In [None]:
import weaviate
from weaviate.classes.config import Property, DataType, Configure
from weaviate.util import generate_uuid5

In [None]:
client = weaviate.connect_to_local()

In [None]:
if client.collections.exists("Amazon"):
    client.collections.delete("Amazon")

In [None]:
amazon = client.collections.create(
        name="Amazon",
        properties=[
            Property(name="name", data_type=DataType.TEXT),
            Property(name="description", data_type=DataType.TEXT),
            Property(name="technical_details", data_type=DataType.TEXT),
            Property(name="image_url", data_type=DataType.TEXT),
            Property(name="image_blob", data_type=DataType.BLOB),
        ],
        vector_config=[
            Configure.Vectors.multi2vec_clip(
                name="laion",
                image_fields=["image_blob"],
                vector_index_config=Configure.VectorIndex.hnsw(),
                quantizer=Configure.VectorIndex.Quantizer.rq(),
            ),
            Configure.Vectors.multi2vec_clip(
                name="siglip2",
                image_fields=["image_blob"],
                inference_url="http://google-siglip2-so400m-patch16-384:8080",
                vector_index_config=Configure.VectorIndex.hnsw(),
                quantizer=Configure.VectorIndex.Quantizer.rq(),
            ),
        ],
    )

Prepare data


In [None]:
from datasets import load_from_disk
from helpers import get_first_n_elements

weaviate_data = load_from_disk(dataset_path="../.data/datasets_saved_to_disk/amazon")
weaviate_data = get_first_n_elements(weaviate_data, 100)

len(weaviate_data)

In [None]:
amazon = client.collections.get("Amazon")

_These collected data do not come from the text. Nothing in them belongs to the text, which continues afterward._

//! Integration tests for the `DoorMonitor` control loop.
//!
//! Drives startup, door sampling, reconnection and shutdown through the
//! port traits with a manual clock, verifying indicator colours, published
//! payloads and emitted events.

use super::mock_hw::*;

use doorwatch::adapters::mqtt::MqttAdapter;
use doorwatch::app::events::AppEvent;
use doorwatch::app::ports::colour;
use doorwatch::app::service::DoorMonitor;
use doorwatch::config::SystemConfig;
use doorwatch::error::{ConnectError, PublishError};
use doorwatch::fsm::DoorState;

const STATUS: &str = "doorwatch/feeds/system-status";

// ── Startup ───────────────────────────────────────────────────

#[test]
fn start_walks_the_indicator_through_boot_colours() {
    let mut rig = Rig::new(SystemConfig::default());
    rig.net.up = false;

    rig.start().unwrap();

    assert_eq!(
        rig.hw.colours,
        vec![colour::STARTING, colour::NETWORK_UP, colour::NORMAL]
    );
    assert_eq!(rig.net.connects, 1);
    assert_eq!(rig.status_feed(), vec!["Door sensor is connected"]);
    assert_eq!(
        rig.client().subscriptions,
        vec!["doorwatch/feeds/reset-button", "doorwatch/feeds/status-button"]
    );
    assert_eq!(rig.client().identities, vec!["deadbeefcafe"]);
    assert_eq!(rig.sink.events, vec![AppEvent::Started(DoorState::Closed)]);
}

#[test]
fn start_skips_the_join_when_network_is_already_up() {
    let mut rig = Rig::new(SystemConfig::default());
    rig.start().unwrap();
    assert_eq!(rig.net.connects, 0);
    assert!(rig.monitor.telemetry().is_connected());
}

#[test]
fn offline_start_schedules_a_reconnect() {
    let mut rig = Rig::new(SystemConfig::default());
    rig.net.up = false;
    rig.net.fail_connects = 1;

    assert_eq!(rig.start(), Err(ConnectError::NetworkDown));
    assert_eq!(rig.hw.colours, vec![colour::STARTING]);
    assert_eq!(
        rig.sink.events,
        vec![
            AppEvent::Started(DoorState::Closed),
            AppEvent::TelemetryLost { retry_in_secs: 2 },
        ]
    );
    assert!(rig.monitor.backoff().is_armed());

    // The retry is due two seconds after boot.
    for _ in 0..19 {
        rig.step(100);
    }
    assert!(!rig.monitor.telemetry().is_connected());
    rig.step(100);
    assert!(rig.monitor.telemetry().is_connected());
    assert_eq!(rig.hw.colours.last(), Some(&colour::NORMAL));
}

#[test]
fn refused_broker_leaves_monitor_offline() {
    let mut rig = Rig::new(SystemConfig::default());
    rig.client_mut().refuse_connects = 1;

    assert_eq!(rig.start(), Err(ConnectError::Rejected));
    assert_eq!(rig.hw.colours, vec![colour::STARTING, colour::NETWORK_UP]);
    assert!(rig.status_feed().is_empty());
}

// ── Door sampling ─────────────────────────────────────────────

#[test]
fn closed_door_at_boot_publishes_nothing() {
    let mut rig = Rig::started();
    for _ in 0..10 {
        assert_eq!(rig.step(100), None);
    }
    assert_eq!(rig.monitor.state(), DoorState::Closed);
    assert_eq!(rig.status_feed(), vec!["Door sensor is connected"]);
}

#[test]
fn opened_door_is_published_after_the_window() {
    let mut rig = Rig::started();
    rig.hw.level = true;

    assert_eq!(rig.step(100), None); // level change seen
    let edge = rig.step(100).expect("stable for the full window");

    assert_eq!(edge.from, DoorState::Closed);
    assert_eq!(edge.to, DoorState::Open);
    assert_eq!(rig.monitor.state(), DoorState::Open);
    assert_eq!(rig.status_feed().last().map(String::as_str), Some("OPEN"));
    assert!(rig.sink.events.contains(&AppEvent::DoorChanged {
        from: DoorState::Closed,
        to: DoorState::Open,
    }));
}

#[test]
fn open_then_closed_publishes_both_labels_once() {
    let mut rig = Rig::started();
    rig.hw.level = true;
    for _ in 0..5 {
        rig.step(100);
    }
    rig.hw.level = false;
    for _ in 0..5 {
        rig.step(100);
    }

    assert_eq!(
        rig.status_feed(),
        vec!["Door sensor is connected", "OPEN", "CLOSED"]
    );
    assert_eq!(rig.monitor.state(), DoorState::Closed);
}

#[test]
fn contact_bounce_is_suppressed() {
    let mut rig = Rig::started();
    for i in 0..20 {
        rig.hw.level = i % 2 == 0;
        assert_eq!(rig.step(50), None);
    }
    assert_eq!(rig.monitor.state(), DoorState::Closed);
    assert_eq!(rig.status_feed().len(), 1);
}

#[test]
fn short_window_opens_on_the_sixth_sample() {
    let cfg = SystemConfig {
        debounce_window_ms: 2,
        ..SystemConfig::default()
    };
    let mut rig = Rig::new(cfg);
    rig.start().unwrap();

    let levels = [false, false, false, true, true, true];
    let mut edges = Vec::new();
    for (i, level) in levels.into_iter().enumerate() {
        rig.hw.level = level;
        if let Some(edge) = rig.tick() {
            edges.push((i, edge.to));
        }
        rig.clock.advance(1);
    }

    assert_eq!(edges, vec![(5, DoorState::Open)]);
}

#[test]
fn failed_publish_keeps_the_new_state() {
    let mut rig = Rig::started();
    rig.client_mut().fail_publishes = 1;
    rig.hw.level = true;

    rig.step(100);
    let edge = rig.step(100);

    assert_eq!(edge.map(|e| e.to), Some(DoorState::Open));
    assert_eq!(rig.monitor.state(), DoorState::Open);
    assert!(!rig.status_feed().iter().any(|p| p == "OPEN"));
    assert_eq!(rig.monitor.telemetry().failed_count(), 1);

    // No retry: the state is only republished on the next edge.
    for _ in 0..5 {
        rig.step(100);
    }
    assert!(!rig.status_feed().iter().any(|p| p == "OPEN"));
}

#[test]
fn sensor_read_failure_is_skipped_until_it_recovers() {
    let mut rig = Rig::started();
    rig.hw.read_fails = true;
    rig.hw.level = true;
    for _ in 0..5 {
        assert_eq!(rig.step(100), None);
    }
    assert_eq!(rig.monitor.state(), DoorState::Closed);

    rig.hw.read_fails = false;
    rig.step(100);
    assert_eq!(rig.step(100).map(|e| e.to), Some(DoorState::Open));
}

// ── Publishing while offline ──────────────────────────────────

#[test]
fn publish_while_disconnected_counts_a_failure() {
    let mut rig = Rig::new(SystemConfig::default());
    let result = rig.monitor.telemetry_mut().publish_str(STATUS, "OPEN");
    assert_eq!(result, Err(PublishError::NotConnected));
    assert_eq!(rig.monitor.telemetry().failed_count(), 1);
    assert!(rig.client().published.is_empty());
}

#[test]
fn edge_while_offline_is_resynced_after_reconnect() {
    let mut rig = Rig::started();
    rig.client_mut().lose_connection = true;
    rig.hw.level = true;

    rig.step(100); // loss detected, level change seen
    rig.step(100); // OPEN, not deliverable
    assert_eq!(rig.monitor.state(), DoorState::Open);
    assert!(!rig.status_feed().iter().any(|p| p == "OPEN"));

    for _ in 0..20 {
        rig.step(100);
    }
    assert!(rig.monitor.telemetry().is_connected());
    assert_eq!(rig.status_feed().last().map(String::as_str), Some("OPEN"));
}

// ── Reconnection ──────────────────────────────────────────────

#[test]
fn lost_session_reconnects_after_two_seconds() {
    let mut rig = Rig::started();
    rig.client_mut().lose_connection = true;

    rig.step(100);
    assert_eq!(rig.hw.colours.last(), Some(&colour::STARTING));
    assert_eq!(
        rig.sink.events.last(),
        Some(&AppEvent::TelemetryLost { retry_in_secs: 2 })
    );

    for _ in 0..19 {
        rig.step(100);
        assert!(!rig.monitor.telemetry().is_connected());
    }
    rig.step(100);
    assert_eq!(rig.clock.now_ms, 2_100);
    assert!(rig.monitor.telemetry().is_connected());
    assert_eq!(rig.client().connects, 2);
    assert_eq!(rig.hw.colours.last(), Some(&colour::NORMAL));
    assert!(rig
        .sink
        .events
        .contains(&AppEvent::TelemetryRestored { attempts: 1 }));
    assert_eq!(
        rig.status_feed(),
        vec![
            "Door sensor is connected",
            "Door sensor is connected",
            "CLOSED"
        ]
    );
    // Command topics are subscribed again on the new session.
    assert_eq!(rig.client().subscriptions.len(), 4);
}

#[test]
fn refused_reconnects_back_off_exponentially() {
    let mut rig = Rig::started();
    rig.client_mut().lose_connection = true;
    rig.client_mut().refuse_connects = 2;

    let mut reconnected_at = None;
    for _ in 0..200 {
        rig.step(100);
        if rig.monitor.telemetry().is_connected() {
            reconnected_at = Some(rig.clock.now_ms);
            break;
        }
    }

    // Loss at 100 ms, attempts at 2.1 s, 6.1 s and 14.1 s.
    assert_eq!(reconnected_at, Some(14_100));
    assert_eq!(rig.client().connects, 4);
    assert!(rig
        .sink
        .events
        .contains(&AppEvent::TelemetryRestored { attempts: 3 }));
    assert_eq!(rig.monitor.backoff().attempts(), 0);
}

#[test]
fn network_loss_is_rejoined_before_the_broker() {
    let mut rig = Rig::started();
    rig.client_mut().lose_connection = true;
    rig.net.up = false;

    for _ in 0..21 {
        rig.step(100);
    }
    assert_eq!(rig.net.connects, 1);
    assert!(rig.net.up);
    assert!(rig.monitor.telemetry().is_connected());
}

// ── Shutdown ──────────────────────────────────────────────────

#[test]
fn shutdown_announces_and_releases_everything() {
    let mut rig = Rig::started();
    rig.monitor
        .shutdown(&mut rig.hw, &mut rig.net, &mut rig.sink);

    assert_eq!(
        rig.status_feed().last().map(String::as_str),
        Some("Door sensor is disconnecting")
    );
    assert!(!rig.client().session);
    assert!(!rig.monitor.telemetry().is_connected());
    assert_eq!(rig.net.disconnects, 1);
    assert_eq!(rig.hw.last_colour(), Some(colour::STOPPED));
    assert_eq!(rig.sink.events.last(), Some(&AppEvent::Stopping));
}

#[test]
fn shutdown_while_offline_publishes_nothing() {
    let mut rig = Rig::new(SystemConfig::default());
    rig.monitor
        .shutdown(&mut rig.hw, &mut rig.net, &mut rig.sink);
    assert!(rig.client().published.is_empty());
    assert_eq!(rig.hw.last_colour(), Some(colour::STOPPED));
}

#[test]
fn run_ticks_until_stop_and_feeds_every_iteration() {
    let mut rig = Rig::started();
    let mut checks = 0;
    let mut feeds = 0;

    rig.monitor.run(
        &mut rig.hw,
        &mut rig.net,
        &mut rig.clock,
        &mut rig.sink,
        |_| {
            checks += 1;
            checks > 4
        },
        || feeds += 1,
    );

    assert_eq!(feeds, 4);
    assert_eq!(rig.monitor.tick_count(), 4);
    assert_eq!(rig.clock.delays, vec![100; 4]);
    assert_eq!(rig.hw.last_colour(), Some(colour::STOPPED));
    assert_eq!(rig.sink.events.last(), Some(&AppEvent::Stopping));
}

#[test]
fn run_publishes_edges_between_stop_checks() {
    let mut rig = Rig::started();
    rig.hw.level = true;

    rig.monitor.run(
        &mut rig.hw,
        &mut rig.net,
        &mut rig.clock,
        &mut rig.sink,
        |now| now >= 1_000,
        || {},
    );

    assert_eq!(
        rig.status_feed(),
        vec![
            "Door sensor is connected",
            "OPEN",
            "Door sensor is disconnecting"
        ]
    );
}

// ── Simulated MQTT adapter ────────────────────────────────────

#[test]
fn end_to_end_with_simulated_broker() {
    let cfg = SystemConfig::default();
    let mut monitor = DoorMonitor::new(cfg, MqttAdapter::new(5_000), "deadbeefcafe", 0);
    let mut hw = MockHardware::new();
    let mut net = MockNet::new();
    let mut clock = MockClock::new();
    let mut sink = RecordingSink::new();

    monitor.start(&mut hw, &mut net, &mut clock, &mut sink).unwrap();
    assert_eq!(monitor.telemetry().client().subscriptions().len(), 2);

    hw.level = true;
    for _ in 0..3 {
        clock.advance(100);
        monitor.tick(&mut hw, &mut net, &mut clock, &mut sink);
    }
    assert!(monitor.telemetry().client().inject("doorwatch/feeds/status-button", b"1"));
    monitor.tick(&mut hw, &mut net, &mut clock, &mut sink);

    let payloads: Vec<&[u8]> = monitor
        .telemetry()
        .client()
        .published()
        .iter()
        .map(|(_, p)| p.as_slice())
        .collect();
    assert_eq!(
        payloads,
        vec![
            b"Door sensor is connected".as_slice(),
            b"OPEN".as_slice(),
            b"System alive".as_slice(),
            b"OPEN".as_slice(),
        ]
    );

    monitor.telemetry().client().drop_connection();
    monitor.tick(&mut hw, &mut net, &mut clock, &mut sink);
    assert!(!monitor.telemetry().is_connected());
    assert!(!monitor.telemetry().client().has_session());
    assert_eq!(hw.last_colour(), Some(colour::STARTING));
}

with amazon.batch.dynamic() as batch:
    for d in weaviate_data:
        batch.add_object(properties=d, uuid=generate_uuid5(d["name"]))
    batch.flush()

In [None]:
amazon = client.collections.get("Amazon")

In [None]:
from helpers import display_amazon_results

res = amazon.query.near_text(query="bicycle", target_vector="laion", limit=10)
display_amazon_results(res)

In [None]:
from helpers import display_amazon_results

res = amazon.query.near_text(query="bicycle", target_vector="siglip2", limit=10)
display_amazon_results(res)

Perform image similarity search

In [None]:
from helpers import display_amazon_results, get_image_blob

res = amazon.query.near_image(
    near_image=get_image_blob("https://images-na.ssl-images-amazon.com/images/I/41bejMzMMgL.jpg"), 
    target_vector="laion", 
    limit=10
)
display_amazon_results(res)

In [None]:
from helpers import display_amazon_results, get_image_blob

res = amazon.query.near_image(
    near_image=get_image_blob("https://images-na.ssl-images-amazon.com/images/I/41bejMzMMgL.jpg"), 
    target_vector="siglip2", 
    limit=10
)
display_amazon_results(res)